======== Record extracts ========

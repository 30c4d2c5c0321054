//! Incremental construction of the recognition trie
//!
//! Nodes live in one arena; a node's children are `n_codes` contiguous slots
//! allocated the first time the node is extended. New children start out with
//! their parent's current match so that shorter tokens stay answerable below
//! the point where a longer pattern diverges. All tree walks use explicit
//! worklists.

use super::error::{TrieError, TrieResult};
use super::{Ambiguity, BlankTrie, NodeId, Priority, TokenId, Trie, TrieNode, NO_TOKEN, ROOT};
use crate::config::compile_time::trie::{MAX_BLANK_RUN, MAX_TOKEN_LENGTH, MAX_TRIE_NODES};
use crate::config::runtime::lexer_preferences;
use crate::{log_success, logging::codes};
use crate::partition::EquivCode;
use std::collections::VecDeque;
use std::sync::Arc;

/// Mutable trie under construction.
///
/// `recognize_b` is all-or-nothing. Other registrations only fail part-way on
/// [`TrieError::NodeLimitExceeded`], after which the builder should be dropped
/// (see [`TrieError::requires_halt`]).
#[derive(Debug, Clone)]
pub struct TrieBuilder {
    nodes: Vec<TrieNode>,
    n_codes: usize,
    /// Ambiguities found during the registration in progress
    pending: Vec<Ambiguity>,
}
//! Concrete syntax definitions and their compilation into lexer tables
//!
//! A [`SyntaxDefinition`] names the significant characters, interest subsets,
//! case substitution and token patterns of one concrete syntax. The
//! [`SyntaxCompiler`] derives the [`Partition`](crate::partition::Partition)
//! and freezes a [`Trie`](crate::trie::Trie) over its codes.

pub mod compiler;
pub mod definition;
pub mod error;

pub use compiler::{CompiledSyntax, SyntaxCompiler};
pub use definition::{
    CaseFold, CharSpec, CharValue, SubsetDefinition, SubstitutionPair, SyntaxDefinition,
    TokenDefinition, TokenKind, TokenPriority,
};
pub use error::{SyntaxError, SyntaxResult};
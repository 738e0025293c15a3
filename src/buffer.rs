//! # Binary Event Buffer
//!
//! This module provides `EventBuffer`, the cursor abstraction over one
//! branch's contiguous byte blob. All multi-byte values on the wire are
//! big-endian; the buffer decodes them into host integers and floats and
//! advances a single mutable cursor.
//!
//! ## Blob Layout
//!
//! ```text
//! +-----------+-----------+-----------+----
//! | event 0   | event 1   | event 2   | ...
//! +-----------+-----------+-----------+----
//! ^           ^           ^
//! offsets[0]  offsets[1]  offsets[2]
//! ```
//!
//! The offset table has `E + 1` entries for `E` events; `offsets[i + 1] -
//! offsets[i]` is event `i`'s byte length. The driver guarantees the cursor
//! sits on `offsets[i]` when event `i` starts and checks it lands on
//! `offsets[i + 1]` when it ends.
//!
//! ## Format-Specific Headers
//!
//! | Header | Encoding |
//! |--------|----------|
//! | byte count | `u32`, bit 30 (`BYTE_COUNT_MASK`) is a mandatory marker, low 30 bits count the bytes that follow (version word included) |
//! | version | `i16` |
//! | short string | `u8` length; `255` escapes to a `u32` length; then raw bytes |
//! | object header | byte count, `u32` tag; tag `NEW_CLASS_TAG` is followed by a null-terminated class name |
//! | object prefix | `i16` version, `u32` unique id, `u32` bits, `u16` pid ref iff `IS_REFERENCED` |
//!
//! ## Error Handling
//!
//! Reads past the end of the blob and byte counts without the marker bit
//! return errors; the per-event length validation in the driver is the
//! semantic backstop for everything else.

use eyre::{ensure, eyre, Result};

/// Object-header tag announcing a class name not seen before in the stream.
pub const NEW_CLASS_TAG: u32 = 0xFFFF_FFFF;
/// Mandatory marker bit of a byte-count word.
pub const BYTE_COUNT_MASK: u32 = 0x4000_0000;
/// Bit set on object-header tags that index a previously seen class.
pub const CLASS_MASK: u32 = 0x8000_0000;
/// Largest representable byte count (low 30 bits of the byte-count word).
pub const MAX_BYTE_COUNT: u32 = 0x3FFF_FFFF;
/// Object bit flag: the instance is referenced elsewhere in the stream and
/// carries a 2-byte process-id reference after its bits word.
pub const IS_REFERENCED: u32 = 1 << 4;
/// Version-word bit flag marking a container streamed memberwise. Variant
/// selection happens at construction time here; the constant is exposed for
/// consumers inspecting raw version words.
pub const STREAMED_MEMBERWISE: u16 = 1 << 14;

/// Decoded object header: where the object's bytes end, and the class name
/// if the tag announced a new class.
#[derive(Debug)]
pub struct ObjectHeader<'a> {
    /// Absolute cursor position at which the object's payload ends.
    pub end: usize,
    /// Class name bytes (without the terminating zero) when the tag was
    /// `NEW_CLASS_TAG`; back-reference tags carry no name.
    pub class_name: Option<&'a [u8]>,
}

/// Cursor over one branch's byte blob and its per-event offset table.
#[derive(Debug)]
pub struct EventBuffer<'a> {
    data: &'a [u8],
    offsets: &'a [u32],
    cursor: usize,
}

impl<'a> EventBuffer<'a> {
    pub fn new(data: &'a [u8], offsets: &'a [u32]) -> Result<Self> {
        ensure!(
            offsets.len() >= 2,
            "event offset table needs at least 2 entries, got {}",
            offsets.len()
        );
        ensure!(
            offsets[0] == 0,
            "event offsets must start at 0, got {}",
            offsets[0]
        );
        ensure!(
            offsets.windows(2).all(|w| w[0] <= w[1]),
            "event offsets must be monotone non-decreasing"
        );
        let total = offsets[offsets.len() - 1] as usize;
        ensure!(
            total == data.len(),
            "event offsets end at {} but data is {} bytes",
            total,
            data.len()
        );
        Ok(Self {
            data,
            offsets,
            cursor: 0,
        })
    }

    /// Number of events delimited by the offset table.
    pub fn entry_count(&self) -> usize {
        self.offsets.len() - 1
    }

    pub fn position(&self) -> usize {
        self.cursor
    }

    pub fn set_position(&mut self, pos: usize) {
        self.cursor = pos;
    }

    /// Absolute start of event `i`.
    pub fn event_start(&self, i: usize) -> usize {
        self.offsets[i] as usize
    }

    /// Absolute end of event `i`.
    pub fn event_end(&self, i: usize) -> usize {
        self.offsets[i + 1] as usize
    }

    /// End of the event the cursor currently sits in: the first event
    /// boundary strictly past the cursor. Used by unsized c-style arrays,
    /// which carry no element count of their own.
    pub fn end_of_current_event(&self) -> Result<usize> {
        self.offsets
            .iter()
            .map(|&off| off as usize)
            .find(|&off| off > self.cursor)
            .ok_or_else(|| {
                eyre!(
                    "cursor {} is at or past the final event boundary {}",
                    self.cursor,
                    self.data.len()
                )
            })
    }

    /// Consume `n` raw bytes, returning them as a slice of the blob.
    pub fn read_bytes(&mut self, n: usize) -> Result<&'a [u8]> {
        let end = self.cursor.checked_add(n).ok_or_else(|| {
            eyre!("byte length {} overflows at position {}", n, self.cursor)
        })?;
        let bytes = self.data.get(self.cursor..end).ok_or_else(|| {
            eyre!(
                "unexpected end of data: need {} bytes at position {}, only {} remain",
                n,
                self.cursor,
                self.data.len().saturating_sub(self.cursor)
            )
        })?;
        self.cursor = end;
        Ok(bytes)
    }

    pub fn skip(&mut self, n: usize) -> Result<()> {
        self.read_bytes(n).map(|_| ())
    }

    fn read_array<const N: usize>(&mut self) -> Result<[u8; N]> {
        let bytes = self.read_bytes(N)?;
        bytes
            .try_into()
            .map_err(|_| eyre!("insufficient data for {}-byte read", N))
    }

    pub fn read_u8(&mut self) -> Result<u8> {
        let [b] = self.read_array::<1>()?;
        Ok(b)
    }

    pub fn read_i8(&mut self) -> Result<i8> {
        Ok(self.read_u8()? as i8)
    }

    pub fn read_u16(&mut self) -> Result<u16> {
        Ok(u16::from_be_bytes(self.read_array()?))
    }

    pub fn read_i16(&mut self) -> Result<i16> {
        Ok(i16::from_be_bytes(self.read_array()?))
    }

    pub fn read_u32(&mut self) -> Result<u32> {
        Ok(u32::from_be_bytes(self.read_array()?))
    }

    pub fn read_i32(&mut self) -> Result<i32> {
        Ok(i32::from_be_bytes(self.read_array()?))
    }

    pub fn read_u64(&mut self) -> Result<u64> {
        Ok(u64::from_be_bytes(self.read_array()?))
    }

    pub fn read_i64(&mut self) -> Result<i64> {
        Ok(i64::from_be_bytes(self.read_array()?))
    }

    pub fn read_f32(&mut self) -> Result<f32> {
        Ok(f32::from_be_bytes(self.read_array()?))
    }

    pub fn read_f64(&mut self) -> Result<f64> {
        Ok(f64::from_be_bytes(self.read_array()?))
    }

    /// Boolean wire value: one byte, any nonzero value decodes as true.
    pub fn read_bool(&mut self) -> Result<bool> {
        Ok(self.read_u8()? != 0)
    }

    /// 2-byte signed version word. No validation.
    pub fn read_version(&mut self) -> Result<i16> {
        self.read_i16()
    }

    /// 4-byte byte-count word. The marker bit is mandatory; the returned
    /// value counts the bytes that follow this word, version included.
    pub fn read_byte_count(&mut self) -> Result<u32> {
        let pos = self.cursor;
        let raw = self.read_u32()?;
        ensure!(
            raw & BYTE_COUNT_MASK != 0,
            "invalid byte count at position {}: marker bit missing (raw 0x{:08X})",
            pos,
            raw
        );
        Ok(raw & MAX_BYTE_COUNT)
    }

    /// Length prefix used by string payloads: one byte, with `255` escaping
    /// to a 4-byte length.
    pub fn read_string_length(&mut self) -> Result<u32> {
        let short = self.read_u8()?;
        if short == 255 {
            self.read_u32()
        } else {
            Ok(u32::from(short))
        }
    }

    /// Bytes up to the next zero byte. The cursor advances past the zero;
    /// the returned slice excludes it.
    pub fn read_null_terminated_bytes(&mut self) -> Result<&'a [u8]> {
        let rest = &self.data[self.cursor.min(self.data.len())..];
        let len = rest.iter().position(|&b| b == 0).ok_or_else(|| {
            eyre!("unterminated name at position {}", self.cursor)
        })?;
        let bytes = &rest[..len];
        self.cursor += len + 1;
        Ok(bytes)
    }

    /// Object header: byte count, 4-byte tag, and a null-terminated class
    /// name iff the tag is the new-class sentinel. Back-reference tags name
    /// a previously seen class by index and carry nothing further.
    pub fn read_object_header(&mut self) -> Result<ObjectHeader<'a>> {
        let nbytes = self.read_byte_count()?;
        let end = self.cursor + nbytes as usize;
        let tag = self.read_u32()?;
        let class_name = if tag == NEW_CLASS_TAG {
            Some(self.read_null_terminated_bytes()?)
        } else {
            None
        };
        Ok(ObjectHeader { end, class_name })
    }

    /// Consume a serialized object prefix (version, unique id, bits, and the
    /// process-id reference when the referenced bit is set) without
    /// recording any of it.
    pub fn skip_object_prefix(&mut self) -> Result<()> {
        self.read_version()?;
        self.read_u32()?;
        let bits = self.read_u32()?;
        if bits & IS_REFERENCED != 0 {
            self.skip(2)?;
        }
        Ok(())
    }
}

========

**About this exercise**
Starting at the line with "self.read_version()?;", copy every line down to the last one above, exactly as written and with nothing else.

**Output for this exercise**
        self.read_version()?;
        self.read_u32()?;
        let bits = self.read_u32()?;
        if bits & IS_REFERENCED != 0 {
            self.skip(2)?;
        }
        Ok(())
    }
}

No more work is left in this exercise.